**Goal of the exercise:**
Reproduce the following entries verbatim, each one complete.

Data records: Begin

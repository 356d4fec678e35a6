use std::path::PathBuf;

use clap::{Parser, Subcommand};

#[derive(Debug, Parser)]
#[command(name = "photoverse", version, about = "Turn a photo into a poem")]
pub struct Cli {
    /// TOML configuration file. Missing settings use system defaults.
    #[arg(long, global = true, env = "PHOTOVERSE_CONFIG")]
    pub config: Option<PathBuf>,

    #[command(subcommand)]
    pub command: Command,
}

#[derive(Debug, Subcommand, PartialEq, Eq)]
pub enum Command {
    /// Write a poem for an image.
    Compose {
        image: PathBuf,

        /// Add the result to the saved collection.
        #[arg(long)]
        save: bool,

        /// Write the poem to a text file in the export directory.
        #[arg(long)]
        export: bool,
    },

    /// Show the saved collection, newest first.
    List,

    /// Remove a saved poem.
    Delete { id: String },

    /// Export a saved poem as a text file.
    Export { id: String },
}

Data records: End

**Solution to the exercise:**
repository 356d4fec678e35a6
use std::path::PathBuf;

use clap::{Parser, Subcommand};

#[derive(Debug, Parser)]
#[command(name = "photoverse", version, about = "Turn a photo into a poem")]
pub struct Cli {
    /// TOML configuration file. Missing settings use system defaults.
    #[arg(long, global = true, env = "PHOTOVERSE_CONFIG")]
    pub config: Option<PathBuf>,

    #[command(subcommand)]
    pub command: Command,
}

#[derive(Debug, Subcommand, PartialEq, Eq)]
pub enum Command {
    /// Write a poem for an image.
    Compose {
        image: PathBuf,

        /// Add the result to the saved collection.
        #[arg(long)]
        save: bool,

        /// Write the poem to a text file in the export directory.
        #[arg(long)]
        export: bool,
    },

    /// Show the saved collection, newest first.
    List,

    /// Remove a saved poem.
    Delete { id: String },

    /// Export a saved poem as a text file.
    Export { id: String },
}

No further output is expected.